TV in the United States
- Network: NBC
- Announcers: Charlie Jones and Todd Christensen

= The Comeback (American football) =

1993 American football game in New York

The Comeback or The Choke was a National Football League (NFL) game held on January 3, 1993, as part of the 1992–93 NFL playoffs. The Buffalo Bills overcame a 35–3 deficit to defeat the visiting Houston Oilers 41–38 in overtime and set a record for largest comeback in NFL history, until surpassed by the Minnesota Vikings in 2022. The Bills' 32-point comeback remains the largest comeback in postseason history and the second largest overall. It was also the first time an NFL team with a lead of at least 30 points lost the game.

==Background==
Before this game, the only time in NFL history that a team failed to win a game that they led by 30 or more points in was a 38–38 tie in a 1960 game (Note: While this was an American Football League contest, it has been considered a part of the NFL's own history since the AFL-NFL merger.) between the Buffalo Bills and Denver Broncos, in which the Broncos rallied from a 38–7 deficit to tie the game at 38, which would end up being the final score. (Note: Regular season overtime was not played in the NFL until 1974.)

Both teams qualified for the playoffs as wild card teams, with Buffalo as the fourth seed and Houston as the fifth seed.

The Buffalo Bills, the American Football Conference (AFC) champions for the previous two seasons, recorded an 11–5 record during the 1992 regular season and finished in second place in the AFC Eastern Division. Buffalo's no-huddle offense led the league in rushing yards (2,436) and ranked second in the league in total offensive yards (6,114 yards). The main keys to their success were their four future Hall of Fame players on offense: Quarterback Jim Kelly, running back Thurman Thomas, and receivers Andre Reed and James Lofton. Buffalo also had a Hall of Fame defensive end, Bruce Smith, who went on to become the NFL's all-time leader in sacks.

Meanwhile, the Houston Oilers finished in second place in the AFC Central Division with a 10–6 record. Houston's run and shoot offense led the league in passing (4,231 yards) and its defense ranked third in the league, allowing only 4,532 total yards. Overall, the team boasted nine Pro Bowl selections, including their quarterback Warren Moon (selected despite missing six games with injuries) and three wide receivers, Curtis Duncan, Haywood Jeffires, and Ernest Givins. The Oilers also had a powerful running attack with Lorenzo White, who rushed for 1,226 yards and caught 57 passes.
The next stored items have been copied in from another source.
//! Configuration value loading for confval.
//!
//! This crate looks up a single variable in an env, INI, JSON, or custom
//! brace/list configuration file and returns it as a typed [`Value`].
//!
//! ```no_run
//! use confval_config::{ConfigValueLoader, FileFormat};
//!
//! let loader = ConfigValueLoader::new();
//! let host = loader.load("database.host", FileFormat::Json, None)?;
//! println!("{host}");
//! # Ok::<(), confval_config::LoadError>(())
//! ```

pub mod constants;
mod loader;
pub mod types;

pub use loader::custom::{CustomParseError, classify_scalar, parse_custom};
pub use loader::{
    ConfigValueLoader, LoadError, MissingKeyPolicy, RepeatedKeyPolicy, Result, load,
    resolve_path,
};
pub use types::{FileFormat, Mapping, Value, VariablePath};
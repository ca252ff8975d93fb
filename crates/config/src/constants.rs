//! Centralized constants for the confval workspace.
//!
//! This module contains default file names and literals shared by the
//! path resolver, the format readers, and the CLI.

// =============================================================================
// Default File Locations
// =============================================================================

/// Candidate env files, checked in order. The first one that exists wins.
pub const DEFAULT_ENV_FILES: &[&str] = &[".env", "config.env"];

/// Env file used when none of [`DEFAULT_ENV_FILES`] exists.
pub const FALLBACK_ENV_FILE: &str = ".env";

/// Default INI file name.
pub const DEFAULT_INI_FILE: &str = "config.ini";

/// Default JSON file name.
pub const DEFAULT_JSON_FILE: &str = "config.json";

/// Default custom-format file name.
pub const DEFAULT_CUSTOM_FILE: &str = "config.con";

// =============================================================================
// Syntax
// =============================================================================

/// Separator between segments of a variable name.
pub const PATH_SEPARATOR: char = '.';

/// Line prefix that marks a comment in the custom format.
pub const CUSTOM_COMMENT_PREFIX: char = '#';

/// Supported format names, in the order they are listed to users.
pub const SUPPORTED_FORMATS: &[&str] = &["env", "ini", "json", "custom"];
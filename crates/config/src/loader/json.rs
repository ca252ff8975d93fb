//! JSON-format reader.
//!
//! Responsibilities:
//! - Decode the whole file with `serde_json`.
//! - Walk dot-separated segments through nested objects.
//!
//! Invariants:
//! - A walk that reaches a non-object before its last segment is a
//!   `VariableNotFound`, never a type error.
//! - Decode errors carry line and column only.

use std::path::Path;

use super::error::{LoadError, Result};
use crate::types::{Value, VariablePath};

pub(crate) fn lookup(content: &str, variable: &VariablePath, path: &Path) -> Result<Value> {
    let document = parse_all(content, path)?;
    document
        .get_path(variable)
        .cloned()
        .ok_or_else(|| LoadError::VariableNotFound {
            variable: variable.to_string(),
            path: path.to_path_buf(),
        })
}

pub(crate) fn parse_all(content: &str, path: &Path) -> Result<Value> {
    serde_json::from_str::<serde_json::Value>(content)
        .map(Value::from)
        .map_err(|e| LoadError::Decode {
            path: path.to_path_buf(),
            message: format!("invalid JSON at line {}, column {}", e.line(), e.column()),
        })
}
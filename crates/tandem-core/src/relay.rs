//! WebRTC signaling relay.
//!
//! Ties the [`ConnectionRegistry`] and [`TopicBroker`] together behind a
//! single teardown path: [`Relay::disconnect`] is the only way a connection
//! leaves, whether its socket closed or it missed a heartbeat.

use crate::broker::{BrokerConfig, BrokerStats, TopicBroker};
use crate::connection::{CloseReason, ConnectionHandle, ConnectionId, Outbound};
use crate::registry::{ConnectionRegistry, Probe};
use std::sync::Arc;
use std::time::Duration;
use tandem_protocol::signaling::pong_frame;
use tandem_protocol::SignalingMessage;
use tokio::sync::mpsc;
use tokio::task::JoinHandle;
use tokio::time::{interval_at, Instant, MissedTickBehavior};
use tracing::{debug, trace, warn};

/// Default heartbeat interval.
pub const DEFAULT_HEARTBEAT_INTERVAL: Duration = Duration::from_secs(30);

/// Relay configuration.
#[derive(Debug, Clone)]
pub struct RelayConfig {
    /// Interval between liveness probes. A peer that has not answered the
    /// previous probe by the next tick is closed.
    pub heartbeat_interval: Duration,
    /// Broker configuration.
    pub broker: BrokerConfig,
}

impl Default for RelayConfig {
    fn default() -> Self {
        Self {
            heartbeat_interval: DEFAULT_HEARTBEAT_INTERVAL,
            broker: BrokerConfig::default(),
        }
    }
}

/// What the relay did with an inbound frame.
#[derive(Debug, Clone, Copy, PartialEq, Eq)]
pub enum Handled {
    /// Topic memberships added.
    Subscribed(usize),
    /// Topic memberships removed.
    Unsubscribed(usize),
    /// Publish fanned out to this many members.
    Published(usize),
    /// Ping answered.
    Pong,
    /// Frame was not understood, or targeted nothing; connection stays open.
    Ignored,
}

/// The signaling relay.
pub struct Relay {
    registry: ConnectionRegistry,
    broker: TopicBroker,
    config: RelayConfig,
}

impl Relay {
    /// Create a relay with default configuration.
    #[must_use]
    pub fn new() -> Self {
        Self::with_config(RelayConfig::default())
    }

    /// Create a relay with custom configuration.
    #[must_use]
    pub fn with_config(config: RelayConfig) -> Self {
        Self {
            registry: ConnectionRegistry::new(),
            broker: TopicBroker::with_config(config.broker.clone()),
            config,
        }
    }

    /// Register a new connection opened on `origin`.
    ///
    /// Returns the handle and the outbound queue the socket task must drain.
    pub fn connect(
        &self,
        origin: impl Into<Arc<str>>,
    ) -> (ConnectionHandle, mpsc::UnboundedReceiver<Outbound>) {
        let (handle, rx) = ConnectionHandle::new(ConnectionId::generate(), origin);
        self.registry.register(handle.clone());
        (handle, rx)
    }

    /// Handle an inbound text frame.
    pub fn handle_text(&self, handle: &ConnectionHandle, text: &str) -> Handled {
        match SignalingMessage::parse(text) {
            Ok(message) => self.handle_message(handle, message),
            Err(e) => {
                trace!(connection = %handle.id(), error = %e, "Ignoring malformed frame");
                Handled::Ignored
            }
        }
    }

    /// Handle a decoded signaling message.
    pub fn handle_message(&self, handle: &ConnectionHandle, message: SignalingMessage) -> Handled {
        match message {
            SignalingMessage::Subscribe { topics } => {
                let mut added = 0;
                for topic in &topics {
                    match self.broker.subscribe(handle, topic) {
                        Ok(true) => added += 1,
                        Ok(false) => {}
                        Err(e) => {
                            warn!(connection = %handle.id(), topic = %topic, error = %e, "Subscribe rejected");
                        }
                    }
                }
                Handled::Subscribed(added)
            }

            SignalingMessage::Unsubscribe { topics } => Handled::Unsubscribed(
                topics
                    .iter()
                    .filter(|topic| self.broker.unsubscribe(handle, topic))
                    .count(),
            ),

            SignalingMessage::Publish { topic, payload } => {
                match self.broker.publish(handle, &topic, &payload) {
                    Some(published) => Handled::Published(published.recipients),
                    None => Handled::Ignored,
                }
            }

            SignalingMessage::Ping => {
                self.registry.mark_alive(handle.id());
                if handle.send_text(pong_frame()).is_err() {
                    self.disconnect(handle.id(), None);
                }
                Handled::Pong
            }

            SignalingMessage::Pong => {
                self.registry.mark_alive(handle.id());
                Handled::Ignored
            }
        }
    }

    /// Record a transport-level pong.
    pub fn mark_alive(&self, id: &ConnectionId) {
        self.registry.mark_alive(id);
    }

    /// Tear a connection down: leave every topic, drop it from the registry
    /// and queue a single close frame carrying `reason`.
    ///
    /// Returns `false` if the connection was already gone. Safe to call more
    /// than once.
    pub fn disconnect(&self, id: &ConnectionId, reason: Option<CloseReason>) -> bool {
        self.broker.remove_connection(id);
        match self.registry.remove(id) {
            Some(handle) => {
                let _ = handle.send(Outbound::Close(reason));
                debug!(connection = %id, "Connection closed");
                true
            }
            None => false,
        }
    }

    /// Start the heartbeat timer for a connection.
    ///
    /// The task ends on its own once the connection is gone or has been
    /// evicted. The socket task should abort it when the socket closes.
    pub fn spawn_heartbeat(self: &Arc<Self>, id: ConnectionId) -> JoinHandle<()> {
        let relay = Arc::clone(self);
        let period = self.config.heartbeat_interval;
        tokio::spawn(async move {
            let mut ticker = interval_at(Instant::now() + period, period);
            ticker.set_missed_tick_behavior(MissedTickBehavior::Delay);
            loop {
                ticker.tick().await;
                match relay.registry.probe(&id) {
                    Probe::Sent => {}
                    Probe::Dead => {
                        debug!(connection = %id, "Evicting unresponsive connection");
                        relay.disconnect(
                            &id,
                            Some(CloseReason::new(CloseReason::POLICY, "heartbeat timeout")),
                        );
                        break;
                    }
                    Probe::Gone => break,
                }
            }
        })
    }

    /// Get the topic broker.
    #[must_use]
    pub fn broker(&self) -> &TopicBroker {
        &self.broker
    }

    /// Get the connection registry.
    #[must_use]
    pub fn registry(&self) -> &ConnectionRegistry {
        &self.registry
    }

    /// Get relay statistics.
    #[must_use]
    pub fn stats(&self) -> RelayStats {
        RelayStats {
            connections: self.registry.len(),
            broker: self.broker.stats(),
        }
    }
}

impl Default for Relay {
    fn default() -> Self {
        Self::new()
    }
}

/// Relay statistics.
#[derive(Debug, Clone)]
pub struct RelayStats {
    /// Registered connections.
    pub connections: usize,
    /// Topic statistics.
    pub broker: BrokerStats,
}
The Bills and Oilers had faced each other for the final game of the regular season, with Houston defeating Buffalo, 27–3 in Houston. During that game, Kelly suffered strained ligaments in his knee, leaving backup quarterback Frank Reich to finish the game in his place. Reich completed a mere 11-of-23 passes for 99 yards, with two interceptions and a passer rating of 23.6. With Kelly out, Reich took the reins starting in place of Kelly the following week in the wild card game, which Buffalo hosted. Reich also started the following divisional playoff game in Pittsburgh in which Buffalo also won 24–3 to advance to the AFC Championship game the following week versus the Miami Dolphins.

In addition to losing Kelly, injuries also robbed Buffalo of one of their best defensive players for the upcoming wildcard game: linebacker Cornelius Bennett.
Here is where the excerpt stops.